- Em abril deste ano, os quatro pesquisadores vinculados à Persian Wildlife Heritage Foundation foram libertados da prisão em Teerã após cumprir seis anos e três meses de pena, sob acusações de espionagem.
- A libertação ocorre após outras três pessoas ligadas à mesma organização terem sido soltas entre 2020 e 2023; o fundador Kavous Seyed-Emami morreu na prisão pouco depois da detenção.
- A população do guepardo asiático, espécie criticamente ameaçada, é estimada em menos de trinta indivíduos no Irã, tornando a conservação extremamente desafiadora.
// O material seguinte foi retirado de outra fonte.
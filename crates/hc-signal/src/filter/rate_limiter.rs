//! Suppresses repeats of the same signal arriving faster than a minimum delay.

use std::time::Duration;

use hc_core::millis_between;

use crate::processor::SignalProcessor;
use crate::signal::Signal;

/// Decides whether two signals count as "the same" for rate limiting.
pub trait SameSignal<T, P> {
    fn same(&self, a: &Signal<T, P>, b: &Signal<T, P>) -> bool;
}

/// Signals are the same only if they are equal in every field, timestamp included.
#[derive(Debug, Clone, Copy, Default)]
pub struct Identity;

impl<T: PartialEq, P: PartialEq> SameSignal<T, P> for Identity {
    fn same(&self, a: &Signal<T, P>, b: &Signal<T, P>) -> bool {
        a == b
    }
}

/// Signals are the same if their value and status match; time is ignored.
#[derive(Debug, Clone, Copy, Default)]
pub struct ValueEquals;

impl<T: PartialEq, P> SameSignal<T, P> for ValueEquals {
    fn same(&self, a: &Signal<T, P>, b: &Signal<T, P>) -> bool {
        a.value() == b.value() && a.status() == b.status()
    }
}

impl<T, P, F> SameSignal<T, P> for F
where
    F: Fn(&Signal<T, P>, &Signal<T, P>) -> bool,
{
    fn same(&self, a: &Signal<T, P>, b: &Signal<T, P>) -> bool {
        self(a, b)
    }
}

/// Drops a signal that is the same as the last emitted one and arrived less than
/// `delay` after it. Anything different, or anything arriving later, passes.
pub struct RateLimiter<T, P = (), C = Identity> {
    delay: Duration,
    comparator: C,
    last: Option<Signal<T, P>>,
}

impl<T, P> RateLimiter<T, P, Identity> {
    /// Rate limiter comparing whole signals.
    ///
    /// Signals carry their own timestamps, so this only drops exact repeats; supply
    /// [`ValueEquals`] or a closure through [`RateLimiter::with_comparator`] to drop
    /// repeated readings.
    pub fn new(delay: Duration) -> Self {
        Self::with_comparator(delay, Identity)
    }
}

impl<T, P, C> RateLimiter<T, P, C> {
    pub fn with_comparator(delay: Duration, comparator: C) -> Self {
        Self {
            delay,
            comparator,
            last: None,
        }
    }

    pub fn delay(&self) -> Duration {
        self.delay
    }
}

impl<T, P, C> SignalProcessor<T, T, P> for RateLimiter<T, P, C>
where
    T: Clone,
    P: Clone,
    C: SameSignal<T, P>,
{
    fn process(&mut self, signal: Signal<T, P>) -> Option<Signal<T, P>> {
        if let Some(last) = &self.last {
            let elapsed = millis_between(last.timestamp(), signal.timestamp());
            if elapsed < self.delay.as_secs_f64() * 1000.0 && self.comparator.same(last, &signal) {
                return None;
            }
        }
        self.last = Some(signal.clone());
        Some(signal)
    }
}
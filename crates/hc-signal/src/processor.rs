//! The processor contract.

use crate::signal::Signal;

/// Consumes signals of one type and produces signals of another.
///
/// A processor sees its input in order and may emit nothing for a given input
/// (a rate limiter dropping a duplicate, for example). Processors never see
/// each other's state; to run one concurrently, hand it to
/// [`crate::stream::spawn`].
pub trait SignalProcessor<I, O, P = ()> {
    /// Feed one signal, get at most one signal back.
    fn process(&mut self, signal: Signal<I, P>) -> Option<Signal<O, P>>;

    /// Feed a finite sequence, collecting everything emitted.
    fn process_all<It>(&mut self, input: It) -> Vec<Signal<O, P>>
    where
        It: IntoIterator<Item = Signal<I, P>>,
        Self: Sized,
    {
        input
            .into_iter()
            .filter_map(|signal| self.process(signal))
            .collect()
    }
}

impl<I, O, P, F> SignalProcessor<I, O, P> for F
where
    F: FnMut(Signal<I, P>) -> Option<Signal<O, P>>,
{
    fn process(&mut self, signal: Signal<I, P>) -> Option<Signal<O, P>> {
        self(signal)
    }
}
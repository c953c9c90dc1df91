use hc_model::{HvacMode, ModelError};
use hc_signal::FilterError;
use thiserror::Error;

pub type DirectorResult<T> = Result<T, DirectorError>;

#[derive(Error, Debug, Clone, PartialEq)]
pub enum DirectorError {
    #[error("Invalid argument: {what}")]
    InvalidArg { what: &'static str },

    #[error("{device}: mode {mode} is not supported")]
    UnsupportedMode { device: String, mode: HvacMode },

    #[error("Unknown zone: {name}")]
    UnknownZone { name: String },

    /// The director, or the zone task behind a handle, has shut down.
    #[error("{what} is closed")]
    Closed { what: String },

    #[error("Lock poisoned: {what}")]
    Poisoned { what: &'static str },

    #[error(transparent)]
    Model(#[from] ModelError),

    #[error(transparent)]
    Filter(#[from] FilterError),
}
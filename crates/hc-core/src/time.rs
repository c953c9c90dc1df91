//! Timestamps and clocks.
//!
//! Signals are stamped with wall clock time. Components that need "now"
//! (timeout checks, economizer staleness, half-life sampling) take a
//! [`Clock`] so tests can drive time by hand.

use std::sync::{Arc, Mutex};
use std::time::Duration;

use chrono::{DateTime, Utc};

use crate::{CoreError, CoreResult};

/// Point in time a signal was produced at.
pub type Timestamp = DateTime<Utc>;

/// Source of the current time.
pub trait Clock: Send + Sync {
    fn now(&self) -> Timestamp;
}

/// Wall clock.
#[derive(Debug, Default, Clone, Copy)]
pub struct SystemClock;

impl Clock for SystemClock {
    fn now(&self) -> Timestamp {
        Utc::now()
    }
}

/// Clock that only moves when told to. Clones share the same time.
#[derive(Debug, Clone)]
pub struct ManualClock {
    now: Arc<Mutex<Timestamp>>,
}

impl ManualClock {
    pub fn new(start: Timestamp) -> Self {
        Self {
            now: Arc::new(Mutex::new(start)),
        }
    }

    /// Move the clock forward, stopping at the far future.
    pub fn advance(&self, by: Duration) {
        let mut now = self.now.lock().unwrap_or_else(|e| e.into_inner());
        *now = plus(*now, by);
    }

    pub fn set(&self, to: Timestamp) {
        *self.now.lock().unwrap_or_else(|e| e.into_inner()) = to;
    }
}

impl Clock for ManualClock {
    fn now(&self) -> Timestamp {
        *self.now.lock().unwrap_or_else(|e| e.into_inner())
    }
}

/// Milliseconds from `from` to `to`, negative if `to` is earlier.
pub fn millis_between(from: Timestamp, to: Timestamp) -> f64 {
    let delta = to - from;
    match delta.num_microseconds() {
        Some(us) => us as f64 / 1000.0,
        None => delta.num_milliseconds() as f64,
    }
}

/// Convert a std duration into a chrono one.
pub fn to_chrono(d: Duration) -> CoreResult<chrono::Duration> {
    chrono::Duration::from_std(d).map_err(|_| CoreError::DurationOutOfRange {
        what: "duration does not fit a timestamp offset",
    })
}

/// `at + d`, saturating at the far future.
pub fn plus(at: Timestamp, d: Duration) -> Timestamp {
    to_chrono(d)
        .ok()
        .and_then(|delta| at.checked_add_signed(delta))
        .unwrap_or(DateTime::<Utc>::MAX_UTC)
}

#[cfg(test)]
mod tests {
    use super::*;

    #[test]
    fn manual_clock_advances_shared_state() {
        let start = Utc::now();
        let clock = ManualClock::new(start);
        let other = clock.clone();

        clock.advance(Duration::from_secs(90));

        assert_eq!(other.now(), plus(start, Duration::from_secs(90)));
    }

    #[test]
    fn manual_clock_saturates() {
        let clock = ManualClock::new(Utc::now());
        clock.advance(Duration::MAX);
        assert_eq!(clock.now(), DateTime::<Utc>::MAX_UTC);
        clock.advance(Duration::from_secs(1));
        assert_eq!(clock.now(), DateTime::<Utc>::MAX_UTC);
    }

    #[test]
    fn millis_between_is_signed() {
        let t0 = Utc::now();
        let t1 = plus(t0, Duration::from_millis(1500));
        assert_eq!(millis_between(t0, t1), 1500.0);
        assert_eq!(millis_between(t1, t0), -1500.0);
    }
}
- Sanções internacionais dificultam cooperação, recursos e importação de equipamentos para conservação, prejudicando projetos no país.
- O Irã não enviou representante ao primeiro encontro global sobre guepardos, que enfatizou a importância de cooperação internacional para a conservação.
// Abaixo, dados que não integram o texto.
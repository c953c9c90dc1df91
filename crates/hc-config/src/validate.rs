//! Configuration validation logic.

use std::collections::HashSet;
use std::time::Duration;

use hc_model::HvacMode;
use hc_signal::MIN_TIMEOUT;

use crate::schema::{Config, DeviceDef, EconomizerDef, UnitDef, ZoneDef, LATEST_VERSION};

#[derive(thiserror::Error, Debug, Clone, PartialEq)]
pub enum ValidationError {
    #[error("Duplicate name: {name} in {context}")]
    DuplicateName { name: String, context: String },

    #[error("Invalid value: {field} = {value} ({reason})")]
    InvalidValue {
        field: String,
        value: String,
        reason: String,
    },

    #[error("Unsupported mode: {mode} for {context}")]
    UnsupportedMode { mode: HvacMode, context: String },

    #[error("Unsupported version: {version}")]
    UnsupportedVersion { version: u32 },
}

pub fn validate_config(config: &Config) -> Result<(), ValidationError> {
    if config.version == 0 || config.version > LATEST_VERSION {
        return Err(ValidationError::UnsupportedVersion {
            version: config.version,
        });
    }

    let mut unit_names = HashSet::new();
    for unit in &config.units {
        if !unit_names.insert(&unit.name) {
            return Err(ValidationError::DuplicateName {
                name: unit.name.clone(),
                context: "units".to_string(),
            });
        }
        validate_unit(unit)?;
    }

    // Zone statuses are keyed by name, so names are global.
    let mut zone_names = HashSet::new();
    for (unit, zone) in config.zones() {
        if !zone_names.insert(&zone.name) {
            return Err(ValidationError::DuplicateName {
                name: zone.name.clone(),
                context: format!("unit '{}' zones", unit.name),
            });
        }
    }

    Ok(())
}

fn validate_unit(unit: &UnitDef) -> Result<(), ValidationError> {
    if unit.mode == HvacMode::Fan {
        return Err(ValidationError::UnsupportedMode {
            mode: unit.mode,
            context: format!("unit '{}', thermostats need cooling or heating", unit.name),
        });
    }
    if unit.zones.is_empty() {
        return Err(ValidationError::InvalidValue {
            field: format!("unit '{}' zones", unit.name),
            value: "[]".to_string(),
            reason: "a unit needs at least one zone".to_string(),
        });
    }
    validate_device(&unit.device, unit.mode, &format!("unit '{}' device", unit.name))?;

    for zone in &unit.zones {
        validate_zone(zone, unit.mode)?;
    }
    Ok(())
}

fn validate_device(device: &DeviceDef, mode: HvacMode, context: &str) -> Result<(), ValidationError> {
    if device.address().is_empty() {
        return Err(ValidationError::InvalidValue {
            field: format!("{context} address"),
            value: String::new(),
            reason: "must not be empty".to_string(),
        });
    }
    if let DeviceDef::Variable { modes, .. } = device
        && !modes.contains(&mode)
    {
        return Err(ValidationError::UnsupportedMode {
            mode,
            context: format!("{context} '{}'", device.address()),
        });
    }
    Ok(())
}

fn validate_zone(zone: &ZoneDef, mode: HvacMode) -> Result<(), ValidationError> {
    if zone.name.is_empty() {
        return Err(ValidationError::InvalidValue {
            field: "zone name".to_string(),
            value: String::new(),
            reason: "must not be empty".to_string(),
        });
    }

    let range = zone.range.unwrap_or_default();
    if !(range.min.is_finite() && range.max.is_finite()) || range.min > range.max {
        return Err(ValidationError::InvalidValue {
            field: format!("zone '{}' range", zone.name),
            value: format!("{}..{}", range.min, range.max),
            reason: "must be finite with min <= max".to_string(),
        });
    }
    if !range.contains(zone.setpoint) {
        return Err(ValidationError::InvalidValue {
            field: format!("zone '{}' setpoint", zone.name),
            value: zone.setpoint.to_string(),
            reason: format!("outside of {}..{}", range.min, range.max),
        });
    }

    if let Some(pid) = &zone.pid {
        pid.validate().map_err(|e| ValidationError::InvalidValue {
            field: format!("zone '{}' pid", zone.name),
            value: format!("p={} i={} d={} limit={}", pid.p, pid.i, pid.d, pid.saturation_limit),
            reason: e.to_string(),
        })?;
        let wrong_sign = match mode {
            HvacMode::Heating => pid.p < 0.0,
            HvacMode::Cooling => pid.p > 0.0,
            HvacMode::Fan => false,
        };
        if wrong_sign {
            return Err(ValidationError::InvalidValue {
                field: format!("zone '{}' pid.p", zone.name),
                value: pid.p.to_string(),
                reason: format!("sign does not match unit mode {mode}"),
            });
        }
    }

    if let Some(sensitivity) = &zone.sensitivity {
        seconds(&zone.name, "sensitivity.half_life_s", sensitivity.half_life_s)?;
        positive(&zone.name, "sensitivity.multiplier", sensitivity.multiplier)?;
    }

    if let Some(timeout) = zone.sensor_timeout_s {
        if seconds(&zone.name, "sensor_timeout_s", timeout)? < MIN_TIMEOUT {
            return Err(ValidationError::InvalidValue {
                field: format!("zone '{}' sensor_timeout_s", zone.name),
                value: timeout.to_string(),
                reason: format!("shorter than {:?}", MIN_TIMEOUT),
            });
        }
    }

    if let Some(economizer) = &zone.economizer {
        validate_economizer(&zone.name, economizer)?;
    }
    Ok(())
}

fn validate_economizer(zone: &str, economizer: &EconomizerDef) -> Result<(), ValidationError> {
    let settings = &economizer.settings;
    settings.validate().map_err(|e| ValidationError::InvalidValue {
        field: format!("zone '{zone}' economizer"),
        value: format!("{settings:?}"),
        reason: e.to_string(),
    })?;
    if !(settings.saturation_limit >= 0.0) {
        return Err(ValidationError::InvalidValue {
            field: format!("zone '{zone}' economizer.saturation_limit"),
            value: settings.saturation_limit.to_string(),
            reason: "must be non-negative".to_string(),
        });
    }
    validate_device(
        &economizer.device,
        settings.mode,
        &format!("zone '{zone}' economizer device"),
    )?;
    if let Some(stale) = economizer.stale_timeout_s {
        seconds(zone, "economizer.stale_timeout_s", stale)?;
    }
    Ok(())
}

fn positive(zone: &str, field: &str, value: f64) -> Result<(), ValidationError> {
    if !value.is_finite() || value <= 0.0 {
        return Err(ValidationError::InvalidValue {
            field: format!("zone '{zone}' {field}"),
            value: value.to_string(),
            reason: "must be positive and finite".to_string(),
        });
    }
    Ok(())
}

/// A positive number of seconds that fits in a `Duration`.
pub(crate) fn seconds(zone: &str, field: &str, value: f64) -> Result<Duration, ValidationError> {
    positive(zone, field, value)?;
    Duration::try_from_secs_f64(value).map_err(|e| ValidationError::InvalidValue {
        field: format!("zone '{zone}' {field}"),
        value: value.to_string(),
        reason: e.to_string(),
    })
}

#[cfg(test)]
mod tests {
    use super::*;
    use crate::schema::UnitKindDef;
    use hc_controls::PidConfig;
    use hc_model::{EconomizerSettings, SetpointRange};

    fn zone(name: &str) -> ZoneDef {
        ZoneDef {
            name: name.to_string(),
            setpoint: 21.0,
            range: None,
            pid: None,
            sensitivity: None,
            enabled: true,
            voting: true,
            hold: false,
            dump_priority: 0,
            sensor_timeout_s: None,
            economizer: None,
        }
    }

    fn unit(name: &str, zones: Vec<ZoneDef>) -> UnitDef {
        UnitDef {
            name: name.to_string(),
            mode: HvacMode::Heating,
            kind: UnitKindDef::SingleStage,
            device: DeviceDef::Switchable {
                address: format!("{name}-relay"),
                inverted: false,
            },
            dump_capacity: None,
            zones,
        }
    }

    fn config(units: Vec<UnitDef>) -> Config {
        Config {
            version: LATEST_VERSION,
            name: "house".to_string(),
            units,
        }
    }

    #[test]
    fn minimal_config_is_valid() {
        validate_config(&config(vec![unit("furnace", vec![zone("living")])])).unwrap();
    }

    #[test]
    fn zone_names_are_global() {
        let c = config(vec![
            unit("furnace", vec![zone("living")]),
            unit("boiler", vec![zone("living")]),
        ]);
        assert!(matches!(
            validate_config(&c),
            Err(ValidationError::DuplicateName { name, .. }) if name == "living"
        ));
    }

    #[test]
    fn setpoint_outside_range() {
        let mut z = zone("living");
        z.range = Some(SetpointRange { min: 15.0, max: 20.0 });
        let r = validate_config(&config(vec![unit("furnace", vec![z])]));
        assert!(matches!(r, Err(ValidationError::InvalidValue { field, .. }) if field.contains("setpoint")));
    }

    #[test]
    fn pid_gains_checked() {
        let mut z = zone("living");
        z.pid = Some(PidConfig::new(0.0, 0.0, 0.0, 1.0));
        assert!(validate_config(&config(vec![unit("furnace", vec![z.clone()])])).is_err());

        z.pid = Some(PidConfig::new(1.0, 0.0, 0.0, -1.0));
        assert!(validate_config(&config(vec![unit("furnace", vec![z.clone()])])).is_err());

        // Cooling gains on a heating unit.
        z.pid = Some(PidConfig::new(-1.0, 0.0, 0.0, 1.0));
        assert!(validate_config(&config(vec![unit("furnace", vec![z])])).is_err());
    }

    #[test]
    fn fan_units_and_missing_device_modes_rejected() {
        let mut u = unit("blower", vec![zone("living")]);
        u.mode = HvacMode::Fan;
        assert!(matches!(
            validate_config(&config(vec![u])),
            Err(ValidationError::UnsupportedMode { mode: HvacMode::Fan, .. })
        ));

        let mut u = unit("ac", vec![zone("living")]);
        u.mode = HvacMode::Cooling;
        u.device = DeviceDef::Variable {
            address: "heat-only".to_string(),
            modes: vec![HvacMode::Heating],
        };
        assert!(matches!(
            validate_config(&config(vec![u])),
            Err(ValidationError::UnsupportedMode { mode: HvacMode::Cooling, .. })
        ));
    }

    #[test]
    fn sensor_timeout_too_short() {
        let mut z = zone("living");
        z.sensor_timeout_s = Some(0.001);
        assert!(validate_config(&config(vec![unit("furnace", vec![z])])).is_err());
    }

    #[test]
    fn durations_must_fit() {
        let mut z = zone("living");
        z.sensor_timeout_s = Some(1.0e300);
        assert!(matches!(
            validate_config(&config(vec![unit("furnace", vec![z])])),
            Err(ValidationError::InvalidValue { field, .. }) if field == "zone 'living' sensor_timeout_s"
        ));

        let mut z = zone("living");
        z.sensitivity = Some(crate::schema::SensitivityDef {
            half_life_s: f64::MAX,
            multiplier: 1.0,
        });
        assert!(validate_config(&config(vec![unit("furnace", vec![z])])).is_err());

        assert_eq!(seconds("living", "sensor_timeout_s", 90.0), Ok(Duration::from_secs(90)));
    }

    #[test]
    fn economizer_checked() {
        let mut z = zone("living");
        z.economizer = Some(EconomizerDef {
            settings: EconomizerSettings::new(HvacMode::Fan, 1.0, 22.0),
            device: DeviceDef::Switchable {
                address: "fan".to_string(),
                inverted: false,
            },
            stale_timeout_s: None,
        });
        assert!(validate_config(&config(vec![unit("furnace", vec![z])])).is_err());
    }

    #[test]
    fn future_version_rejected() {
        let mut c = config(vec![unit("furnace", vec![zone("living")])]);
        c.version = LATEST_VERSION + 1;
        assert!(matches!(
            validate_config(&c),
            Err(ValidationError::UnsupportedVersion { .. })
        ));
    }
}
Inês Houman Jowkar, Sepideh Kashani, Taher Ghadirian e Niloufar Bayani, ligados ao Persian Wildlife Heritage Foundation (PWHF), foram libertados em abril, após cumprir seis anos e três meses de pena. O caso começou com prisões em 2018, no Irã, sob acusações de espionagem.
A libertação ocorreu em meio a apelos internacionais sobre a justiça e direitos humanos. Morad Tahbaz, que também tem cidadania britânica e norte-americana, já havia sido libertado no ano anterior, em troca de barcos e acordos com sanções. Ainda não está claro se os demais poderão retornar ao trabalho.
A PWHF, fundada em 2008, buscava proteger o guepardo asiático e outras espécies no Irã, em parceria com o Departamento de Meio Ambiente. O grupo enfrentou acusações de espionagem que abalaram a cooperação científica e a conservação de felinos na região.
Liberdade dos conservacionistas
Entre os liberados, Khaled Ghadirian, Bayani, Jowkar e Kashani receberam perdões por serviço já cumprido. O desfecho não dispensa dúvidas sobre o processo judicial, registrado em 2019 e mantido em 2020, com relatos de tortura e confissões forçadas. A opinião internacional expressa ceticismo sobre o caso.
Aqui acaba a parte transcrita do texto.